Saturday, March 28, 2009

Eigenface, from Wiki

Eigenfaces are a set of eigenvectors used in the computer vision problem of human face recognition. The approach of using eigenfaces for recognition was developed by Sirovich and Kirby (1987) and used by Matthew Turk and Alex Pentland in face classification. It is considered the first successful example of facial recognition technology.[citation needed] These eigenvectors are derived from the covariance matrix of the probability distribution of the high-dimensional vector space of possible faces of human beings.

Eigenface generation

To generate a set of eigenfaces, a large set of digitized images of human faces, taken under the same lighting conditions, are normalized to line up the eyes and mouths.
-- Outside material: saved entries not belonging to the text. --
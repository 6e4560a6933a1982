//! # Point-to-Polyline Projection
//!
//! Distance from a query point to a reference polyline, plus the segment and
//! fractional position of the nearest point.
//!
//! Coordinates are projected onto a plane tangent at the query point
//! (equirectangular, R = 6 371 km). At hiking scales this is accurate to well
//! under a meter and avoids a geodesic per segment.
//!
//! A polyline with fewer than two points has no defined distance: every
//! function here returns `None` rather than zero.

use serde::{Deserialize, Serialize};

use crate::geo_utils::LocalProjection;
use crate::GpsPoint;

/// Nearest point on a polyline to a query point.
#[derive(Debug, Clone, Copy, PartialEq, Serialize, Deserialize)]
#[cfg_attr(feature = "ffi", derive(uniffi::Record))]
pub struct PathProjection {
    /// Planar distance to the nearest point (meters)
    pub distance_m: f64,
    /// Index of the segment start (segment runs `segment_index -> segment_index + 1`)
    pub segment_index: u32,
    /// Position along the segment, 0.0 at its start and 1.0 at its end
    pub t: f64,
    /// The nearest point itself
    pub nearest: GpsPoint,
}

/// Project `query` onto `path`.
///
/// Ties keep the earliest segment.
///
/// # Example
/// ```
/// use trail_recorder::{project_onto_path, GpsPoint};
/// use trail_recorder::geo_utils::offset_meters;
///
/// let a = GpsPoint::new(45.0, 6.0);
/// let b = offset_meters(&a, 0.0, 100.0);
/// let query = offset_meters(&a, 50.0, 50.0);
///
/// let projection = project_onto_path(&query, &[a, b]).unwrap();
/// assert!((projection.distance_m - 50.0).abs() < 0.5);
/// assert!((projection.t - 0.5).abs() < 0.01);
/// ```
pub fn project_onto_path(query: &GpsPoint, path: &[GpsPoint]) -> Option<PathProjection> {
    if path.len() < 2 {
        return None;
    }

    let plane = LocalProjection::centered_on(query);
    // The query sits at the origin of its own tangent plane
    let (px, py) = (0.0, 0.0);

    let mut best: Option<(f64, usize, f64, f64, f64)> = None;
    let mut a = plane.to_xy(&path[0]);

    for (i, next) in path.iter().enumerate().skip(1) {
        let b = plane.to_xy(next);
        let (vx, vy) = (b.0 - a.0, b.1 - a.1);
        let vv = vx * vx + vy * vy;

        let t = if vv <= 0.0 {
            0.0
        } else {
            (((px - a.0) * vx + (py - a.1) * vy) / vv).clamp(0.0, 1.0)
        };

        let nx = a.0 + t * vx;
        let ny = a.1 + t * vy;
        let d2 = (px - nx).powi(2) + (py - ny).powi(2);

        if best.map_or(true, |(best_d2, ..)| d2 < best_d2) {
            best = Some((d2, i - 1, t, nx, ny));
        }
        a = b;
    }

    best.map(|(d2, segment, t, nx, ny)| PathProjection {
        distance_m: d2.sqrt(),
        segment_index: segment as u32,
        t,
        nearest: plane.from_xy(nx, ny),
    })
}

/// Minimum distance from `query` to `path` in meters.
pub fn distance_to_path(query: &GpsPoint, path: &[GpsPoint]) -> Option<f64> {
    project_onto_path(query, path).map(|p| p.distance_m)
}

/// Index at which `query` should be inserted into `path` when editing a
/// trace: right after the start of the nearest segment.
pub fn insertion_index(query: &GpsPoint, path: &[GpsPoint]) -> Option<usize> {
    project_onto_path(query, path).map(|p| p.segment_index as usize + 1)
}

#[cfg(test)]
mod tests {
    use super::*;
    use crate::geo_utils::offset_meters;

    fn origin() -> GpsPoint {
        GpsPoint::new(46.5, 7.5)
    }

    /// Path heading 100 m north, then 100 m east.
    fn l_shaped_path() -> Vec<GpsPoint> {
        let o = origin();
        vec![
            o,
            offset_meters(&o, 0.0, 100.0),
            offset_meters(&o, 100.0, 100.0),
        ]
    }

    #[test]
    fn test_perpendicular_to_midpoint() {
        let o = origin();
        let path = vec![o, offset_meters(&o, 0.0, 100.0)];
        let query = offset_meters(&o, 50.0, 50.0);

        let p = project_onto_path(&query, &path).unwrap();
        assert!((p.distance_m - 50.0).abs() < 0.5, "got {}", p.distance_m);
        assert!((p.t - 0.5).abs() < 0.01, "got t={}", p.t);
        assert_eq!(p.segment_index, 0);
    }

    #[test]
    fn test_beyond_segment_end_clamps() {
        let o = origin();
        let path = vec![o, offset_meters(&o, 0.0, 100.0)];
        let query = offset_meters(&o, 0.0, -30.0);

        let p = project_onto_path(&query, &path).unwrap();
        assert_eq!(p.t, 0.0);
        assert!((p.distance_m - 30.0).abs() < 0.5);
    }

    #[test]
    fn test_picks_nearest_segment() {
        let o = origin();
        let query = offset_meters(&o, 60.0, 110.0);
        let p = project_onto_path(&query, &l_shaped_path()).unwrap();
        assert_eq!(p.segment_index, 1);
        assert!((p.distance_m - 10.0).abs() < 0.5);
        assert!((p.t - 0.6).abs() < 0.01);
    }

    #[test]
    fn test_degenerate_paths_undefined() {
        let o = origin();
        assert!(project_onto_path(&o, &[]).is_none());
        assert!(project_onto_path(&o, &[o]).is_none());
        assert!(distance_to_path(&o, &[o]).is_none());
        assert!(insertion_index(&o, &[]).is_none());
    }

    #[test]
    fn test_zero_length_segment() {
        let o = origin();
        let query = offset_meters(&o, 20.0, 0.0);
        let p = project_onto_path(&query, &[o, o]).unwrap();
        assert_eq!(p.t, 0.0);
        assert!((p.distance_m - 20.0).abs() < 0.5);
    }

    #[test]
    fn test_on_path_is_zero() {
        let o = origin();
        let query = offset_meters(&o, 0.0, 40.0);
        let d = distance_to_path(&query, &l_shaped_path()).unwrap();
        assert!(d < 0.01, "got {d}");
    }

    #[test]
    fn test_insertion_index_after_segment_start() {
        let o = origin();
        let query = offset_meters(&o, 50.0, 95.0);
        assert_eq!(insertion_index(&query, &l_shaped_path()), Some(2));
    }

    #[test]
    fn test_nearest_point_lies_on_segment() {
        let o = origin();
        let path = vec![o, offset_meters(&o, 0.0, 100.0)];
        let query = offset_meters(&o, 50.0, 25.0);
        let p = project_onto_path(&query, &path).unwrap();
        let expected = offset_meters(&o, 0.0, 25.0);
        assert!((p.nearest.latitude - expected.latitude).abs() < 1e-6);
        assert!((p.nearest.longitude - expected.longitude).abs() < 1e-6);
    }
}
They are then all resampled at the same pixel resolution. Eigenfaces can be extracted out of the image data by means of a mathematical tool called principal component analysis (PCA).

The eigenfaces that are created will appear as light and dark areas that are arranged in a specific pattern. This pattern is how different features of a face are singled out to be evaluated and scored. There will be a pattern to evaluate symmetry, if there is any style of facial hair, where the hairline is, or evaluate the size of the nose or mouth. Other eigenfaces have patterns that are less simple to identify, and the image of the eigenface may look very little like a face.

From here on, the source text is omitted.